StateFormer: fine-grained type recovery from binaries using generative state modeling

Binary type inference is a critical reverse engineering task supporting many security applications, including vulnerability analysis, binary hardening, forensics, and decompilation. It is a difficult task because source-level type information is often stripped during compilation, leaving only binaries with untyped memory and register accesses. Existing approaches rely on hand-coded type inference rules defined by domain experts, which are brittle and require nontrivial effort to maintain and update. Even though machine learning approaches have shown promise at automatically learning the inference rules, their accuracy is still low, especially for optimized binaries. We present StateFormer, a new neural architecture that is adept at accurate and robust type inference. StateFormer follows a two-step transfer learning paradigm.
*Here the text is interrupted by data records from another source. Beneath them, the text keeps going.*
//! Configuration validation.

use crate::config::schema::RinstallConfig;
use crate::error::{InstallError, Result};
use regex::Regex;

/// Validate a loaded configuration, returning the first problem found.
pub fn validate(config: &RinstallConfig) -> Result<()> {
    let errors = validation_errors(config);
    match errors.into_iter().next() {
        None => Ok(()),
        Some(message) => Err(InstallError::ConfigValidationError { message }),
    }
}

/// Collect every validation problem in a configuration.
pub fn validation_errors(config: &RinstallConfig) -> Vec<String> {
    let mut errors = Vec::new();

    if config.defaults.new_version.trim().is_empty() {
        errors.push("defaults.new_version must not be empty".to_string());
    }
    if config.defaults.old_version.trim().is_empty() {
        errors.push("defaults.old_version must not be empty".to_string());
    }

    if let Err(e) = Regex::new(&config.repositories.specialized_pattern) {
        errors.push(format!("repositories.specialized_pattern is not a valid regex: {}", e));
    }

    if config.repositories.vcs_tools.is_empty() {
        errors.push("repositories.vcs_tools needs at least one installer".to_string());
    }

    for template in [&config.runtime.load, &config.runtime.eval] {
        if template.trim().is_empty() {
            errors.push("runtime.load and runtime.eval must not be empty".to_string());
            break;
        }
    }
    if !config.runtime.eval.contains("{expr}") {
        errors.push("runtime.eval must contain {expr}".to_string());
    }
    if !config.runtime.install_archive.contains("{archive}") {
        errors.push("runtime.install_archive must contain {archive}".to_string());
    }

    for pkg in &config.migration.vcs_packages {
        if !is_repo_locator(&pkg.repo) {
            errors.push(format!(
                "migration.vcs_packages: '{}' has invalid repo '{}' (expected owner/name)",
                pkg.name, pkg.repo
            ));
        }
    }

    if config.migration.seed_packages.iter().any(|p| p.trim().is_empty()) {
        errors.push("migration.seed_packages contains an empty name".to_string());
    }

    errors
}

/// Whether a string looks like `owner/name`.
pub fn is_repo_locator(repo: &str) -> bool {
    match repo.split_once('/') {
        Some((owner, name)) => !owner.is_empty() && !name.is_empty() && !name.contains('/'),
        None => false,
    }
}
//! rinstall CLI entry point.

use std::process::ExitCode;

use clap::Parser;
use rinstall::cli::{Cli, CommandDispatcher};
use rinstall::ui::{create_ui, OutputMode};
use tracing_subscriber::{fmt, prelude::*, EnvFilter};

/// Initialize the tracing subscriber for logging.
///
/// Log level is controlled by:
/// 1. `--debug` flag sets level to DEBUG
/// 2. `RUST_LOG` environment variable (if set)
/// 3. Default is INFO
fn init_tracing(debug: bool) {
    let filter = if debug {
        EnvFilter::new("rinstall=debug")
    } else {
        EnvFilter::try_from_default_env().unwrap_or_else(|_| EnvFilter::new("rinstall=info"))
    };

    tracing_subscriber::registry()
        .with(fmt::layer().with_target(false).with_writer(std::io::stderr))
        .with(filter)
        .init();
}

fn main() -> ExitCode {
    let cli = Cli::parse();
    init_tracing(cli.debug);

    tracing::debug!("rinstall starting with args: {:?}", cli);

    // Determine output mode
    let output_mode = if cli.quiet {
        OutputMode::Quiet
    } else if cli.verbose {
        OutputMode::Verbose
    } else {
        OutputMode::Normal
    };

    // Handle --no-color
    if cli.no_color {
        std::env::set_var("NO_COLOR", "1");
    }

    let cwd = std::env::current_dir().unwrap_or_default();
    let mut ui = create_ui(output_mode);

    let dispatcher = CommandDispatcher::new(cwd);

    match dispatcher.dispatch(&cli, ui.as_mut()) {
        Ok(result) => ExitCode::from(result.exit_code as u8),
        Err(e) => {
            ui.error(&format!("Error: {}", e));
            ExitCode::from(1)
        }
    }
}
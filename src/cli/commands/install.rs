//! Install command implementation.
//!
//! `rinstall --install PACKAGE` installs one package into the new
//! environment. The failure ledger is bypassed, so a package that failed
//! before is tried again.

use crate::environment::RuntimeProbe;
use crate::error::Result;
use crate::installer::{log_outcome, InstallOrchestrator, InstallRequest};
use crate::ui::UserInterface;

use super::dispatcher::{Command, CommandResult};
use super::workspace::Workspace;

/// The install command implementation.
pub struct InstallCommand<'a> {
    workspace: &'a Workspace,
    version: String,
    package: String,
    repo: Option<String>,
}

impl<'a> InstallCommand<'a> {
    /// Create a new install command.
    pub fn new(workspace: &'a Workspace, version: &str, package: &str, repo: Option<String>) -> Self {
        Self {
            workspace,
            version: version.to_string(),
            package: package.to_string(),
            repo,
        }
    }

    /// The request this command makes.
    pub fn request(&self) -> InstallRequest {
        let request = InstallRequest::new(self.package.as_str()).bypass_ledger();
        match &self.repo {
            Some(repo) => request.with_repo(repo.as_str()),
            None => request,
        }
    }
}

impl Command for InstallCommand<'_> {
    fn execute(&self, ui: &mut dyn UserInterface) -> Result<CommandResult> {
        let ws = self.workspace;
        let env = ws.environment(&self.version);

        let runtime = ws.runtime();
        let probe = RuntimeProbe::new(&runtime);
        let orchestrator = InstallOrchestrator::new(&runtime, &probe, ws.ledger(), ws.chain()?);

        let outcome = orchestrator.install_package(&env, &self.request(), ui);
        log_outcome(&ws.outcome_log(), &self.package, &outcome);

        if !outcome.success {
            ui.error(&format!(
                "Could not install {} in {}: {}",
                self.package, env, outcome.message
            ));
            return Ok(CommandResult::failure(1));
        }

        if outcome.message.is_empty() {
            ui.success(&format!("{} is already installed in {}", self.package, env));
        } else {
            ui.success(&format!("{}: {}", self.package, outcome.message));
        }
        Ok(CommandResult::success())
    }
}

#[cfg(test)]
mod tests {
    use super::*;
    use crate::config::RinstallConfig;
    use crate::ui::MockUI;
    use std::fs;
    use tempfile::TempDir;

    /// Workspace whose runtime is plain `sh`; every R call exits `code`.
    fn sh_workspace(temp: &TempDir, code: i32) -> Workspace {
        let mut config = RinstallConfig::default();
        config.layout.apps_root = temp.path().join("apps");
        config.layout.builds_root = temp.path().join("builds");
        config.runtime.shell = "sh".to_string();
        config.runtime.shell_args = vec!["-c".to_string()];
        config.runtime.load = "true".to_string();
        config.runtime.eval = format!("echo {{expr}} >/dev/null; exit {}", code);
        config.runtime.install_archive = "echo {archive} >/dev/null; exit 1".to_string();
        Workspace::new(temp.path().join("work"), config)
    }

    #[test]
    fn request_bypasses_ledger() {
        let temp = TempDir::new().unwrap();
        let ws = sh_workspace(&temp, 1);
        let cmd = InstallCommand::new(&ws, "4.5.0", "presto", Some("immunogenomics/presto".into()));

        let request = cmd.request();

        assert!(!request.check_past_fail());
        assert_eq!(request.repo(), Some("immunogenomics/presto"));
    }

    #[test]
    fn present_package_succeeds_without_installing() {
        let temp = TempDir::new().unwrap();
        let ws = sh_workspace(&temp, 0);
        fs::create_dir_all(ws.environment("4.5.0").package_dir("terra")).unwrap();
        let mut ui = MockUI::new();

        let result = InstallCommand::new(&ws, "4.5.0", "terra", None)
            .execute(&mut ui)
            .unwrap();

        assert!(result.success);
        assert!(ui.has_success("terra is already installed in R/4.5.0"));
        assert!(ui.spinners().is_empty());
    }

    #[test]
    fn failed_install_exits_one_and_records() {
        let temp = TempDir::new().unwrap();
        let ws = sh_workspace(&temp, 1);
        let mut ui = MockUI::new();

        let result = InstallCommand::new(&ws, "4.5.0", "terra", None)
            .execute(&mut ui)
            .unwrap();

        assert_eq!(result.exit_code, 1);
        assert!(ui.has_error("Could not install terra in R/4.5.0"));
        assert!(ws.ledger().had_failed("terra"));
        let failed_log = fs::read_dir(ws.root())
            .unwrap()
            .filter_map(|e| e.ok())
            .any(|e| e.file_name().to_string_lossy().starts_with("failed_"));
        assert!(failed_log);
    }
}
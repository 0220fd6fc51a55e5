//! CLI argument definitions.
//!
//! This module defines all CLI arguments using clap's derive macros.
//! The main entry point is the [`Cli`] struct.

use clap::Parser;
use std::path::PathBuf;

/// rinstall - R package installation and migration for versioned environments.
#[derive(Debug, Clone, Default, Parser)]
#[command(name = "rinstall")]
#[command(author, version, about, long_about = None)]
pub struct Cli {
    /// Version of the environment to install into (defaults to the config)
    #[arg(long, value_name = "VERSION")]
    pub vnew: Option<String>,

    /// Version of the environment to migrate from (defaults to the config)
    #[arg(long, value_name = "VERSION")]
    pub vold: Option<String>,

    /// Migrate packages from the old environment into the new one
    #[arg(long)]
    pub migrate: bool,

    /// Install a single package into the new environment
    #[arg(long, value_name = "PACKAGE")]
    pub install: Option<String>,

    /// Install the package from this repository (owner/name); ignored without --install
    #[arg(long, value_name = "ORG/REPO")]
    pub git_repo: Option<String>,

    /// Working directory for inventories, logs and the failure ledger
    #[arg(long, value_name = "DIR", env = "RINSTALL_ROOT")]
    pub root: Option<PathBuf>,

    /// Path to config file (overrides rinstall.yml in the working directory)
    #[arg(short, long)]
    pub config: Option<PathBuf>,

    /// Show verbose output
    #[arg(short, long, conflicts_with = "quiet")]
    pub verbose: bool,

    /// Minimal output
    #[arg(short, long)]
    pub quiet: bool,

    /// Disable colored output
    #[arg(long)]
    pub no_color: bool,

    /// Enable debug logging
    #[arg(long)]
    pub debug: bool,
}

impl Cli {
    /// Whether any action was requested.
    pub fn has_action(&self) -> bool {
        self.migrate || self.install.is_some()
    }
}
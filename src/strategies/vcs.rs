//! Version-control hosted install.

use super::{InstallStrategy, StrategyContext, StrategyKind, StrategyOutcome};
use crate::installer::InstallRequest;

/// `install_github` through each configured installer tool in turn.
///
/// The first tool that exits 0 and leaves the package loadable wins; when
/// every tool fails their diagnostics are combined into one message.
#[derive(Debug, Clone)]
pub struct VersionControlInstall {
    tools: Vec<String>,
}

impl VersionControlInstall {
    /// Create the strategy with installer tools in priority order.
    pub fn new(tools: Vec<String>) -> Self {
        Self { tools }
    }
}

impl InstallStrategy for VersionControlInstall {
    fn kind(&self) -> StrategyKind {
        StrategyKind::VersionControl
    }

    fn attempt(&self, ctx: &StrategyContext<'_>, request: &InstallRequest) -> StrategyOutcome {
        let package = request.package();
        let Some(repo) = request.repo() else {
            return StrategyOutcome::failed(
                self.kind(),
                format!("No repository given for {}", package),
            );
        };

        let mut errors = Vec::new();
        for tool in &self.tools {
            tracing::info!(
                "Installing {} in {} from {} with {}",
                package,
                ctx.env,
                repo,
                tool
            );
            let via = format!("{} ({})", self.kind().label(), tool);
            let expr = format!(r#"{}::install_github("{}")"#, tool, repo);

            let outcome = ctx.confirm(self.kind(), &via, package, ctx.runtime.eval(ctx.env, &expr));
            if outcome.success {
                return outcome;
            }
            tracing::debug!("{}", outcome.message);
            errors.push(outcome.message);
        }

        if errors.is_empty() {
            return StrategyOutcome::failed(
                self.kind(),
                format!(
                    "Installation using {} failed: no installer tools configured",
                    self.kind().label()
                ),
            );
        }

        StrategyOutcome::failed(self.kind(), errors.join("; "))
    }
}
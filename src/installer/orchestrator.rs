//! Single-package installation.
//!
//! For one request the orchestrator:
//!
//! 1. Probes the environment; an installed package short-circuits.
//! 2. Consults the failure ledger when the request opts in; a listed
//!    package short-circuits.
//! 3. Picks the request's route and runs its strategies in order until one
//!    succeeds.
//! 4. On exhaustion, records the package in the ledger.
//!
//! Short-circuit outcomes carry an empty message; every other outcome has
//! one.

use crate::environment::{Environment, PackageProbe, Runtime};
use crate::ledger::FailureLedger;
use crate::strategies::{StrategyChain, StrategyContext, StrategyKind, StrategyOutcome};
use crate::ui::UserInterface;

use super::InstallRequest;

/// Where an install request ended up.
#[derive(Debug, Clone, Copy, PartialEq, Eq)]
pub enum InstallState {
    /// The package was already usable; nothing ran.
    AlreadyInstalled,
    /// The ledger lists the package; nothing ran.
    KnownFailed,
    /// A strategy installed the package.
    Installed(StrategyKind),
    /// Every strategy on the route failed.
    Exhausted,
}

/// Result of one install request.
#[derive(Debug, Clone, PartialEq, Eq)]
pub struct InstallOutcome {
    /// Whether the package is usable afterwards.
    pub success: bool,
    /// Winning confirmation, joined diagnostics, or empty on short-circuit.
    pub message: String,
    /// Final state.
    pub state: InstallState,
    /// Strategy attempts in the order they ran.
    pub attempts: Vec<StrategyOutcome>,
}

impl InstallOutcome {
    /// Outcome for a package that was already present.
    pub fn already_installed() -> Self {
        Self {
            success: true,
            message: String::new(),
            state: InstallState::AlreadyInstalled,
            attempts: Vec::new(),
        }
    }

    /// Outcome for a package skipped because of the ledger.
    pub fn known_failed() -> Self {
        Self {
            success: false,
            message: String::new(),
            state: InstallState::KnownFailed,
            attempts: Vec::new(),
        }
    }
}

/// Drives install requests against one set of collaborators.
pub struct InstallOrchestrator<'a> {
    runtime: &'a dyn Runtime,
    probe: &'a dyn PackageProbe,
    ledger: FailureLedger,
    chain: StrategyChain,
}

impl<'a> InstallOrchestrator<'a> {
    /// Create an orchestrator.
    pub fn new(
        runtime: &'a dyn Runtime,
        probe: &'a dyn PackageProbe,
        ledger: FailureLedger,
        chain: StrategyChain,
    ) -> Self {
        Self {
            runtime,
            probe,
            ledger,
            chain,
        }
    }

    /// Ledger consulted and written by this orchestrator.
    pub fn ledger(&self) -> &FailureLedger {
        &self.ledger
    }

    /// Ensure a package is installed in `env`.
    ///
    /// Never fails: strategy problems end up in the outcome's message and a
    /// ledger write error is logged.
    pub fn install_package(
        &self,
        env: &Environment,
        request: &InstallRequest,
        ui: &mut dyn UserInterface,
    ) -> InstallOutcome {
        let package = request.package();

        if self.probe.is_installed(env, package) {
            tracing::info!("{} is already installed in {}", package, env);
            if ui.output_mode().shows_detail() {
                ui.message(&format!("{} already installed in {}", package, env));
            }
            return InstallOutcome::already_installed();
        }

        if request.check_past_fail() && self.ledger.had_failed(package) {
            tracing::info!(
                "{} failed before, skipping (see {})",
                package,
                self.ledger.path().display()
            );
            ui.start_spinner(&format!("Installing {}", package))
                .finish_skipped(&format!("{} skipped, failed in a previous run", package));
            return InstallOutcome::known_failed();
        }

        let route = self.chain.route_for(request);
        tracing::debug!("Routing {} via {:?}", package, route);

        let ctx = StrategyContext {
            env,
            runtime: self.runtime,
            probe: self.probe,
        };

        let mut attempts = Vec::new();
        for strategy in self.chain.strategies(route) {
            let mut spinner =
                ui.start_spinner(&format!("Installing {} ({})", package, strategy.kind()));
            let outcome = strategy.attempt(&ctx, request);

            if outcome.success {
                spinner.finish_success(&format!("{}: {}", package, outcome.message));
                let message = outcome.message.clone();
                let kind = outcome.kind;
                attempts.push(outcome);
                return InstallOutcome {
                    success: true,
                    message,
                    state: InstallState::Installed(kind),
                    attempts,
                };
            }

            spinner.finish_error(&format!("{} ({}) failed", package, outcome.kind));
            tracing::debug!("{}", outcome.message);
            attempts.push(outcome);
        }

        let message = if attempts.is_empty() {
            format!("No installation strategy available for {}", package)
        } else {
            attempts
                .iter()
                .map(|a| a.message.as_str())
                .collect::<Vec<_>>()
                .join("; ")
        };

        tracing::warn!("Could not install {} in {}", package, env);
        if let Err(e) = self.ledger.record(package, &message) {
            tracing::warn!(
                "Could not record {} in {}: {:#}",
                package,
                self.ledger.path().display(),
                e
            );
        }

        InstallOutcome {
            success: false,
            message,
            state: InstallState::Exhausted,
            attempts,
        }
    }
}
In the pretraining step, the model is trained with Generative State Modeling (GSM), a novel task that we design to teach the model to statically approximate execution effects of assembly instructions in both forward and backward directions. In the finetuning step, the pretrained model learns to use its knowledge of operational semantics to infer types. We evaluate StateFormer's performance on a corpus of 33 popular open-source software projects containing over 1.67 billion variables of different types. The programs are compiled with GCC and LLVM over 4 optimization levels O0-O3, and 3 obfuscation passes based on LLVM. Our model significantly outperforms state-of-the-art ML-based tools by 14.6% in recovering types for both function arguments and variables. Our ablation studies show that GSM improves type inference accuracy by 33%.